Research Article | | Volume 13 Issue 4 (July, 2024) | Pages 45 - 50

Targeting Mtor With Natural Metabolites to Manage Cancer Pathogenesis: Molecular Docking and Physiochemical Analysis

 ,
1
Department of Biology, College of Science Al-Zulfi, Majmaah University, Al-Majmaah 11952, Saudi Arabia.\\Health and Basic Science Research Centre, Majmaah University, Al-Majmaah 11952, Saudi Arabia.
2
Department of Basic Medical Sciences, College of Medicine, Majmaah University, Al-Majmaah 11952, Saudi Arabia.
Under a Creative Commons license
Open Access
Received
Feb. 1, 2024
Accepted
March 1, 2024

Abstract

Introduction: Cancer remains a significant global concern, with substantial social, public health, and economic implications, responsible for approximately one in six deaths worldwide. The mTOR protein plays a crucial role in cell signaling pathways associated with cell proliferation and development, and its dysregulation is implicated in cancer progression. Despite the known bioactive properties of Ficus virens bark extracts and the relevance of mTOR in cancer, there is a lack of studies investigating the inhibition of mTOR by Ficus virens metabolites. This study aims to explore the molecular interactions between Ficus virens secondary metabolites and mTOR through in silico methods. Methodology: In this study, we conducted in silico molecular interaction analyses to investigate the potential inhibitory effects of Ficus virens secondary metabolites on mTOR. The molecular docking technique was employed to predict the binding affinities and modes of interaction between mTOR and selected Ficus virens metabolites. Additionally, molecular dynamics simulations were performed to further elucidate the stability of the protein-ligand complexes. Results: Our findings reveal that two naturally occurring metabolites present in the methanol-based extract of Ficus virens, Dinopol-NOP and Elaidoic acid (also known as oleic acid), exhibit notable inhibitory efficacy against mTOR. Dinopol-NOP demonstrates superior mTOR inhibitory activity compared to the substrate. These compounds hold promise as potential agents for halting cancer progression by targeting mTOR signaling pathways. Conclusion: The results of this study highlight the potential of Ficus virens metabolites, specifically Dinopol-NOP and Elaidoic acid, as inhibitors of mTOR in cancer therapy. The in silico molecular interaction analyses provide valuable insights into the mechanisms underlying the inhibitory effects of these compounds on mTOR. Further validation through in vitro studies investigating the suppression of mTOR enzymatic activity by the isolated compounds is warranted. This research opens avenues for the development of novel therapeutics targeting mTOR in cancer treatment.

Keywords
ficus virens, molecular docking, mTOR, cancer, ADME

1. Introduction

In the twenty-first century, cancer is a significant social, public health, and economic issue. It accounts for about one in six fatalities (16.8%) as well as one in four fatalities (22.8%) from non-communicable diseases (NCDs) globally. In 2022, there were about 20 million new instances of cancer (including nonmelanoma skin cancers, or NMSCs) and 9.7 million cancer-related deaths. According to estimates, one in five men and women will have cancer at some point in their lives, and one in nine men and one in twelve women will pass away from the disease. In 2022, lung cancer accounted for about 2.5 million new cases, or one in eight cancer cases worldwide (12.4% of all cancer cases). malignancies of the female breast (11.6%), colorectum (9.6%), prostate (7.3%), and stomach (4.9%) were the next most common malignancies diagnosed worldwide. Predictions based on demographics suggest that by 2050, there would be 35 million new cases of cancer annually, a 77% rise from the 2022 figure [1].

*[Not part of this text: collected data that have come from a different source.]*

//! SLIP framing for the bootloader serial protocol
//!
//! Every bootloader packet travels as a frame delimited by `END` bytes.
//! Inside a frame a literal `END` is sent as `ESC ESC_END` and a literal
//! `ESC` as `ESC ESC_ESC`.
//!
//! The decoder is incremental: it is fed one byte at a time and yields at most
//! one complete frame per byte. [`SlipCodec`] wraps it for use with
//! `tokio_util::codec::FramedRead`.

use bytes::{Buf, BytesMut};
use serde::{Deserialize, Serialize};
use tokio_util::codec::{Decoder, Encoder};
use tracing::{trace, warn};

use super::ProtocolError;

pub const END: u8 = 0xC0; // frame delimiter
pub const ESC: u8 = 0xDB;
pub const ESC_END: u8 = 0xDC;
pub const ESC_ESC: u8 = 0xDD;

/// What the decoder does with bytes that violate the framing rules
#[derive(Debug, Clone, Copy, Default, PartialEq, Eq, Serialize, Deserialize)]
#[serde(rename_all = "lowercase")]
pub enum FramingPolicy {
    /// Fail with [`ProtocolError::Framing`]
    #[default]
    Reject,
    /// Drop the offending byte and log a warning
    Skip,
}

/// Decoder state, derived from the in-flight buffer and escape flag
#[derive(Debug, Clone, Copy, PartialEq, Eq)]
pub enum DecoderState {
    /// Waiting for a start marker
    Idle,
    /// Collecting payload bytes
    Accumulating,
    /// Previous byte was `ESC`
    Escaping,
}

/// A complete frame, or the error for one rejected byte
pub type Decoded = Result<Vec<u8>, ProtocolError>;

/// Wrap a payload in `END` markers, escaping `END` and `ESC` bytes
pub fn slip_encode(payload: &[u8]) -> Vec<u8> {
    let mut out = Vec::with_capacity(payload.len() + 2);
    out.push(END);
    for &b in payload {
        match b {
            ESC => {
                out.push(ESC);
                out.push(ESC_ESC);
            }
            END => {
                out.push(ESC);
                out.push(ESC_END);
            }
            _ => out.push(b),
        }
    }
    out.push(END);
    out
}

/// Incremental SLIP decoder
#[derive(Debug)]
pub struct SlipDecoder {
    /// Present only between a start marker and its end marker
    cache: Option<Vec<u8>>,
    escaping: bool,
    policy: FramingPolicy,
    run_once: bool,
    enabled: bool,
    terminated: bool,
}

impl Default for SlipDecoder {
    fn default() -> Self {
        Self::new()
    }
}

impl SlipDecoder {
    /// Create a decoder that rejects malformed input
    pub fn new() -> Self {
        Self::with_policy(FramingPolicy::Reject)
    }

    /// Create a decoder with the given framing policy
    pub fn with_policy(policy: FramingPolicy) -> Self {
        Self {
            cache: None,
            escaping: false,
            policy,
            run_once: false,
            enabled: true,
            terminated: false,
        }
    }

    /// Stop decoding after the first complete frame
    pub fn run_once(mut self, run_once: bool) -> Self {
        self.run_once = run_once;
        self
    }

    pub fn policy(&self) -> FramingPolicy {
        self.policy
    }

    pub fn set_policy(&mut self, policy: FramingPolicy) {
        self.policy = policy;
    }

    pub fn state(&self) -> DecoderState {
        match (&self.cache, self.escaping) {
            (None, _) => DecoderState::Idle,
            (Some(_), false) => DecoderState::Accumulating,
            (Some(_), true) => DecoderState::Escaping,
        }
    }

    pub fn is_enabled(&self) -> bool {
        self.enabled
    }

    /// Enable or disable decoding. A disabled decoder passes chunks through
    /// unchanged; toggling always discards any partial frame.
    pub fn set_enabled(&mut self, enabled: bool) {
        self.enabled = enabled;
        self.reset();
    }

    /// True once a single-shot decoder has produced its frame
    pub fn is_terminated(&self) -> bool {
        self.terminated
    }

    /// Discard any partial frame
    pub fn reset(&mut self) {
        self.cache = None;
        self.escaping = false;
    }

    /// Feed one byte, returning a frame when this byte completes one
    pub fn push(&mut self, byte: u8) -> Result<Option<Vec<u8>>, ProtocolError> {
        if self.terminated {
            return Ok(None);
        }

        let Some(cache) = self.cache.as_mut() else {
            if byte == END {
                self.cache = Some(Vec::new());
            } else {
                self.violation(format!("header not seen yet, got {:#04x}", byte))?;
            }
            return Ok(None);
        };

        if self.escaping {
            self.escaping = false;
            match byte {
                ESC_END => cache.push(END),
                ESC_ESC => cache.push(ESC),
                _ => self.violation(format!(
                    "escaping but no char type to escape, got {:#04x}",
                    byte
                ))?,
            }
            return Ok(None);
        }

        match byte {
            ESC => self.escaping = true,
            END => {
                let frame = self.cache.take().unwrap_or_default();
                trace!("SLIP frame complete: {} bytes", frame.len());
                if self.run_once {
                    self.terminated = true;
                }
                return Ok(Some(frame));
            }
            _ => cache.push(byte),
        }
        Ok(None)
    }

    /// Feed a chunk, returning what each byte produced in arrival order.
    ///
    /// A rejected byte shows up as an `Err` between the frames around it;
    /// decoding carries on with the next byte. A disabled decoder returns the
    /// chunk itself as the only item.
    pub fn decode_chunk(&mut self, chunk: &[u8]) -> Vec<Decoded> {
        if !self.enabled {
            self.reset();
            return vec![Ok(chunk.to_vec())];
        }
        let mut decoded = Vec::new();
        for &b in chunk {
            if self.terminated {
                break;
            }
            decoded.extend(self.push(b).transpose());
        }
        decoded
    }

    fn violation(&mut self, message: String) -> Result<(), ProtocolError> {
        match self.policy {
            FramingPolicy::Reject => {
                self.reset();
                Err(ProtocolError::Framing(message))
            }
            FramingPolicy::Skip => {
                warn!("Skipping data. {}", message);
                Ok(())
            }
        }
    }
}

/// `tokio_util` codec over [`SlipDecoder`] / [`slip_encode`]
#[derive(Debug, Default)]
pub struct SlipCodec {
    decoder: SlipDecoder,
}

impl SlipCodec {
    pub fn new(decoder: SlipDecoder) -> Self {
        Self { decoder }
    }

    pub fn decoder_mut(&mut self) -> &mut SlipDecoder {
        &mut self.decoder
    }
}

impl Decoder for SlipCodec {
    type Item = Vec<u8>;
    type Error = ProtocolError;

    fn decode(&mut self, src: &mut BytesMut) -> Result<Option<Self::Item>, Self::Error> {
        if !self.decoder.is_enabled() {
            if src.is_empty() {
                return Ok(None);
            }
            return Ok(Some(src.split().to_vec()));
        }
        while !src.is_empty() && !self.decoder.is_terminated() {
            let byte = src[0];
            src.advance(1);
            if let Some(frame) = self.decoder.push(byte)? {
                return Ok(Some(frame));
            }
        }
        Ok(None)
    }
}

impl<'a> Encoder<&'a [u8]> for SlipCodec {
    type Error = ProtocolError;

    fn encode(&mut self, item: &'a [u8], dst: &mut BytesMut) -> Result<(), Self::Error> {
        dst.extend_from_slice(&slip_encode(item));
        Ok(())
    }
}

The PI3K pathway, which is triggered by insulin, nutrition, and growth factors, includes the mTOR protein. The Akt kinase, an upstream regulator of mTOR, is involved in the PI3K pathway. Strong immunosuppressive and under experimental anticancer medication rapamycin inhibits mTOR, preventing protein synthesis and stopping the cell cycle in the G1 phase. The involvement of mTOR in cell signaling linked to the proliferation and development of cells is supported by a substantial amount of research. A phosphoinositide 3-kinase-related protein kinase that regulates cell development in response to growth stimuli and nutrition, mammalian target of rapamycin (mTOR) is commonly dysregulated in cancer. Long-term usage of the same mTOR inhibitor can lead to drug resistance; hence, new innovative approaches to drug design should be explored in order to overcome mTOR inhibitor resistance [2].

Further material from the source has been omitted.